» **Information**:
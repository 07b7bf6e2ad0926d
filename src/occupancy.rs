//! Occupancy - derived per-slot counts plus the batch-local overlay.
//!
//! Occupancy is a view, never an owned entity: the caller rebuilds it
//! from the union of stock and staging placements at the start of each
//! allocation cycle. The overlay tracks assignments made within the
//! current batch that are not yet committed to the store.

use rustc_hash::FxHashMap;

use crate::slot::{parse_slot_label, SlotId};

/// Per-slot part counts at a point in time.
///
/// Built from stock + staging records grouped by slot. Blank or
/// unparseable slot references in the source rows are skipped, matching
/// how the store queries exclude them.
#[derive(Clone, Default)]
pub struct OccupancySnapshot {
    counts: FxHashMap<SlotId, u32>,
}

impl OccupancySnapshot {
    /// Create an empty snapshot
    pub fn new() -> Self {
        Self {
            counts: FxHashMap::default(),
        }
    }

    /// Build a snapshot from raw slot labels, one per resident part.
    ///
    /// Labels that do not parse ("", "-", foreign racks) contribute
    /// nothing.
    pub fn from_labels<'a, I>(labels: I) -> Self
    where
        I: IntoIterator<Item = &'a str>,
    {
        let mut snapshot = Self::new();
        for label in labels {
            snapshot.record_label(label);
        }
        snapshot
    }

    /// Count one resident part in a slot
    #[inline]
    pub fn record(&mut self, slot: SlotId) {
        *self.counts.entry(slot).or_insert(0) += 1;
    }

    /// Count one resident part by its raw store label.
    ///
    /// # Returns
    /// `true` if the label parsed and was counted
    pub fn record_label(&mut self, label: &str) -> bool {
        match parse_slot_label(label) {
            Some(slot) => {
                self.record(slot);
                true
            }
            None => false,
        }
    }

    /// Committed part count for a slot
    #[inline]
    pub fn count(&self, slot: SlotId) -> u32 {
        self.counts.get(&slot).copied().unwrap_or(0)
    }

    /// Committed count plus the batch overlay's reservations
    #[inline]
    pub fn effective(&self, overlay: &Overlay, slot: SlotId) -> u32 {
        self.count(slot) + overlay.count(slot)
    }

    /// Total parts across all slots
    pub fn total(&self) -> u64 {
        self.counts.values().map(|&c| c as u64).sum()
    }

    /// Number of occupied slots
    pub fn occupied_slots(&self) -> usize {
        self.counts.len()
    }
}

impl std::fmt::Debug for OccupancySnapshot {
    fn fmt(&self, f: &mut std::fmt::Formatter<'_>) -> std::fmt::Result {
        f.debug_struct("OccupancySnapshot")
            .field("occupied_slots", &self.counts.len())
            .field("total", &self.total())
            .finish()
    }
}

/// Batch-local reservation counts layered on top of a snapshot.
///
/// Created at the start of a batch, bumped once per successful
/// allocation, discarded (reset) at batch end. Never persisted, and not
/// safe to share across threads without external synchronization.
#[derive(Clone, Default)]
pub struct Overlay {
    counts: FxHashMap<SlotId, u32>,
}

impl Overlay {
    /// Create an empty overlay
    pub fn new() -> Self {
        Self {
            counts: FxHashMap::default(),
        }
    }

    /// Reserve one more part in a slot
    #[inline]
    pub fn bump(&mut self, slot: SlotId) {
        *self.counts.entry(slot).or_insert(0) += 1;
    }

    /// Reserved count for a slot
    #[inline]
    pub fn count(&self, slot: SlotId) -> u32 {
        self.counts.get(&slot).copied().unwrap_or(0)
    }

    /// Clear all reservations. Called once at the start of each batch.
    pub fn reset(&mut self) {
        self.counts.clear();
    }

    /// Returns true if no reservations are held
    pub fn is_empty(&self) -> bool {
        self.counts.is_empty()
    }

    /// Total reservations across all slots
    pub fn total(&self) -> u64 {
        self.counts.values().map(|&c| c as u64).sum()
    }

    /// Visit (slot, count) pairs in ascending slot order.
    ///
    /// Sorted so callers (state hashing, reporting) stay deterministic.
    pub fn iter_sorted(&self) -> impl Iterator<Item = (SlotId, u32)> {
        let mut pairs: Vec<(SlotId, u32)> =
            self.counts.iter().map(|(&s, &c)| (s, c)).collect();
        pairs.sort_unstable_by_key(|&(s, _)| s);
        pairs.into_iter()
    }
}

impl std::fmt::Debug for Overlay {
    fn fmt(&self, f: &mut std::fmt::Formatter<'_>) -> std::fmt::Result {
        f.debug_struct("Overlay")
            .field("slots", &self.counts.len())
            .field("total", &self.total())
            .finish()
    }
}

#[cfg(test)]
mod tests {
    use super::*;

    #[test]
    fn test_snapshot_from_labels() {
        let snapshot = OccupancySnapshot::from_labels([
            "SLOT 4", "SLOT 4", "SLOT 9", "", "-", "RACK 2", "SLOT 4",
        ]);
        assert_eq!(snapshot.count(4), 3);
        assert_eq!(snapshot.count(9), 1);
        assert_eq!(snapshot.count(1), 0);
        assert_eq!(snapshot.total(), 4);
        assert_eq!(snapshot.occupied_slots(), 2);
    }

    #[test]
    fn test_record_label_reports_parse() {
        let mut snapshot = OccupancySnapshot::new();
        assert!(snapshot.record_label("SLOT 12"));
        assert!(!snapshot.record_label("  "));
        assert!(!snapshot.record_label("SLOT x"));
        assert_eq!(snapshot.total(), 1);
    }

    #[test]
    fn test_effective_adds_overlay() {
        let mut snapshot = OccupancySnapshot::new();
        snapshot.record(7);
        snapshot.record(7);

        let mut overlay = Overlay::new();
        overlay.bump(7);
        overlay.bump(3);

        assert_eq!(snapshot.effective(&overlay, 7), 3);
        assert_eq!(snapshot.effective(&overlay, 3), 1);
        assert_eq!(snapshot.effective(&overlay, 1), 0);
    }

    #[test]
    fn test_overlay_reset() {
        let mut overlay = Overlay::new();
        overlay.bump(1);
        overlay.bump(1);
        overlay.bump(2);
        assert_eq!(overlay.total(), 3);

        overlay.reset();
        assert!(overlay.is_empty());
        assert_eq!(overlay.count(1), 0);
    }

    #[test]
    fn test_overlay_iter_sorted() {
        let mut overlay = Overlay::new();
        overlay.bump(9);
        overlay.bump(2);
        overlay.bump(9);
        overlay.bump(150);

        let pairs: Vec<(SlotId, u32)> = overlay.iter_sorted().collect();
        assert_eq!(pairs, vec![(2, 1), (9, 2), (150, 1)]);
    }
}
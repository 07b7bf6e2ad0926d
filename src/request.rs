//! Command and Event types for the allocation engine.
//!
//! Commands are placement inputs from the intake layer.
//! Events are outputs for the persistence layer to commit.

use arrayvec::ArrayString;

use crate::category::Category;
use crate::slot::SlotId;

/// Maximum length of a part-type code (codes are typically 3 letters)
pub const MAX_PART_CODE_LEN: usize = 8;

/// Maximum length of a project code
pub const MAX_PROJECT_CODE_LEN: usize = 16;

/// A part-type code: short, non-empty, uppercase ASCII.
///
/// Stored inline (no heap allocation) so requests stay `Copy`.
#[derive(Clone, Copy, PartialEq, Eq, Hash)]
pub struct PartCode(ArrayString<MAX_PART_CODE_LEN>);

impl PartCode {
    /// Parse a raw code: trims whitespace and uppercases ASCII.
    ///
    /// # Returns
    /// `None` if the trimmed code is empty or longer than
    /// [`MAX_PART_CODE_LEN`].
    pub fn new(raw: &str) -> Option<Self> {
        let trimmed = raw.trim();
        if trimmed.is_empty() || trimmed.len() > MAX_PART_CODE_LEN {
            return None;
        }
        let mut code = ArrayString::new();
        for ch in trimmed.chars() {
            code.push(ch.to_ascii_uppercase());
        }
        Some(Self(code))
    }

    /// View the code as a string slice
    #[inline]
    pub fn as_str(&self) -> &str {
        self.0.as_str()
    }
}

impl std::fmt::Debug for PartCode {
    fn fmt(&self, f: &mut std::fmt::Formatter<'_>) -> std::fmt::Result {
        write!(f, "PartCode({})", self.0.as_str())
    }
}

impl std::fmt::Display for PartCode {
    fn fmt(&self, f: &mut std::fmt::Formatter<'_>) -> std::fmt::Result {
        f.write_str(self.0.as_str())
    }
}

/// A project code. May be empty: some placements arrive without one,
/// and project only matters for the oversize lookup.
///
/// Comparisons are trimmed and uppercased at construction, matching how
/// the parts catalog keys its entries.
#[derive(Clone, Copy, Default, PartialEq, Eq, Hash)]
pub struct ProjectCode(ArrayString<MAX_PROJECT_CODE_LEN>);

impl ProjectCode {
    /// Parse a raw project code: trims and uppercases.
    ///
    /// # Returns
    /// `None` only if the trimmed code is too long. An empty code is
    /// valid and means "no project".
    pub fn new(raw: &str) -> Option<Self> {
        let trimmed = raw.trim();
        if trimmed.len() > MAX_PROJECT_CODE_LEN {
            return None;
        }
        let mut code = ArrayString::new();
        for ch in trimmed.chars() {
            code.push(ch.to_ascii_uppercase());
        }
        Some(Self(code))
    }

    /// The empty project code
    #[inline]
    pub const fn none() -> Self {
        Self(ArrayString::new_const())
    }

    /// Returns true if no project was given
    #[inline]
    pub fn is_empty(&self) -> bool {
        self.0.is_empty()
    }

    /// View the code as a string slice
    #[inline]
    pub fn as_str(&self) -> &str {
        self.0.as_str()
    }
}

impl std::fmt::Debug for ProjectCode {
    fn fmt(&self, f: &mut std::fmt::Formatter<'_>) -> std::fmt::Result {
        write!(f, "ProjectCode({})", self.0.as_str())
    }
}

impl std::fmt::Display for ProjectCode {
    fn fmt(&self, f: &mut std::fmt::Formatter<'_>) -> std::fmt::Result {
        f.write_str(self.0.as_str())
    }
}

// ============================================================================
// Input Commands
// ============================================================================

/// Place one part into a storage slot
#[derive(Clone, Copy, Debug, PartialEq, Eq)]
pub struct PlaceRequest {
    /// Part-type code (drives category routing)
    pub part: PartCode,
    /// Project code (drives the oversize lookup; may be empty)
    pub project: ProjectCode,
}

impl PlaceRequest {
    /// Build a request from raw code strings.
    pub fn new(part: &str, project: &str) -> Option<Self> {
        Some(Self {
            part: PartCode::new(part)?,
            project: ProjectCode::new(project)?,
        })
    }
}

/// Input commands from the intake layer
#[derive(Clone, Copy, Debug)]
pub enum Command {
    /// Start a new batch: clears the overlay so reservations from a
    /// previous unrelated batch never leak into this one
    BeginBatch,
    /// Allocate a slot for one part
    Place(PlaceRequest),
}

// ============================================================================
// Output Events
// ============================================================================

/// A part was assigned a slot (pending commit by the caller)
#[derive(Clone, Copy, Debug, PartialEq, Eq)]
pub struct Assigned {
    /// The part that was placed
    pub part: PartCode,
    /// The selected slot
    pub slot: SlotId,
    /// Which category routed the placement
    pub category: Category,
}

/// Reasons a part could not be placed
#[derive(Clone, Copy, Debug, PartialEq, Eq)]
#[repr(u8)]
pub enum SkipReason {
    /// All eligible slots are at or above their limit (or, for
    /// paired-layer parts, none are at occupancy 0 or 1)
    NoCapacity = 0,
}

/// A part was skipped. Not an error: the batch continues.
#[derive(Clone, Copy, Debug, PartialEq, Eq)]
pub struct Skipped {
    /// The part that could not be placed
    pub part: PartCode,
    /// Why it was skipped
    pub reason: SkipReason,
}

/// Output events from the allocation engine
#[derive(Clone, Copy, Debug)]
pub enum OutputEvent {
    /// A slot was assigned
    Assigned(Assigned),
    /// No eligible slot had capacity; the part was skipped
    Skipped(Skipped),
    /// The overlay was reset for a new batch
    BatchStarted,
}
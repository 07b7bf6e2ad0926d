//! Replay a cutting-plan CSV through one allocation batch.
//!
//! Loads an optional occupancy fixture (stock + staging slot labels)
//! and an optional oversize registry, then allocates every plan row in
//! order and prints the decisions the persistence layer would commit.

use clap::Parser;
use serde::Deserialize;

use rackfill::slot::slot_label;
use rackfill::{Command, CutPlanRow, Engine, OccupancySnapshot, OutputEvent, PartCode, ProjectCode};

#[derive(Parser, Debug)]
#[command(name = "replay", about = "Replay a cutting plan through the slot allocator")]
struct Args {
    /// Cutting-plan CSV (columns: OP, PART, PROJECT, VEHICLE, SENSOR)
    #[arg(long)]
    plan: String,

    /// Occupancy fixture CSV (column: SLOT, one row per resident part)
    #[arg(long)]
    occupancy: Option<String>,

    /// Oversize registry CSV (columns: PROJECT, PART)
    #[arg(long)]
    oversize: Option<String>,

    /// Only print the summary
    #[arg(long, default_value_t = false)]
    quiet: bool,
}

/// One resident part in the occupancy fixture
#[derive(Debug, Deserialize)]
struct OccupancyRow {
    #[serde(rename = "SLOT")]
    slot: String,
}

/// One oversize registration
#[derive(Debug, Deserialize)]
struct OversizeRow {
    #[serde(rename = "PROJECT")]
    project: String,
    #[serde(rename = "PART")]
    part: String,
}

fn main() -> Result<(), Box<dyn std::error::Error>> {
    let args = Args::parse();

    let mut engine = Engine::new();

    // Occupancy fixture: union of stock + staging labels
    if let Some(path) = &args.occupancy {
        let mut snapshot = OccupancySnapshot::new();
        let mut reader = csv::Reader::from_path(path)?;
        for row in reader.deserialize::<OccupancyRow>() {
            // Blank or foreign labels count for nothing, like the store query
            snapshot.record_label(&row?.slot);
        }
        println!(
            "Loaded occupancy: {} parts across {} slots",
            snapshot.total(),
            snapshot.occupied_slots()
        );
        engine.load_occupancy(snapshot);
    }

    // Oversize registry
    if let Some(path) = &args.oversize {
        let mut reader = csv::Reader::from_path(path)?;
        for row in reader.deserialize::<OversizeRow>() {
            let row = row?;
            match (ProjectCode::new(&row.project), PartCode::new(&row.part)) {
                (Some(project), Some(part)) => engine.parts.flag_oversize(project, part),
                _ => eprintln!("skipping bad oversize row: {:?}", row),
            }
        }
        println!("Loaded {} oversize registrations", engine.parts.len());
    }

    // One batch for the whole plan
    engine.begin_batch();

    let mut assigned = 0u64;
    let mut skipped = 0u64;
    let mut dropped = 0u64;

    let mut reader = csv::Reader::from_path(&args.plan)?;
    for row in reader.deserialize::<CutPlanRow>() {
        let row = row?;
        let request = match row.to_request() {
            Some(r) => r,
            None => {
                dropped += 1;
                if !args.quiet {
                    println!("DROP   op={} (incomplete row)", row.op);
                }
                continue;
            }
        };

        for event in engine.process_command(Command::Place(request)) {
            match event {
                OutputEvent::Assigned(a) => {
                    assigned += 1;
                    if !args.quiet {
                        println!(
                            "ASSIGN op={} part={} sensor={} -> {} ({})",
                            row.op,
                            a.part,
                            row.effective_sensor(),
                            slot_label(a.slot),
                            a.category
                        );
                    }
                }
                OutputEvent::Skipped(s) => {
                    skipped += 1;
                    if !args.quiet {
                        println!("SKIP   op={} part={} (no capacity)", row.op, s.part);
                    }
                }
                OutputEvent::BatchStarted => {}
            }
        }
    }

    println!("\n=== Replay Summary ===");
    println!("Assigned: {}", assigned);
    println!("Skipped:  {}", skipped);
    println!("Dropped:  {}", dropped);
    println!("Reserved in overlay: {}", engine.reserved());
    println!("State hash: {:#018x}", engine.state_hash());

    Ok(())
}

» **How to complete this task**:
For the records above, state the number of lines holding the string "length", without further comment.

» **Completed exercise**:
2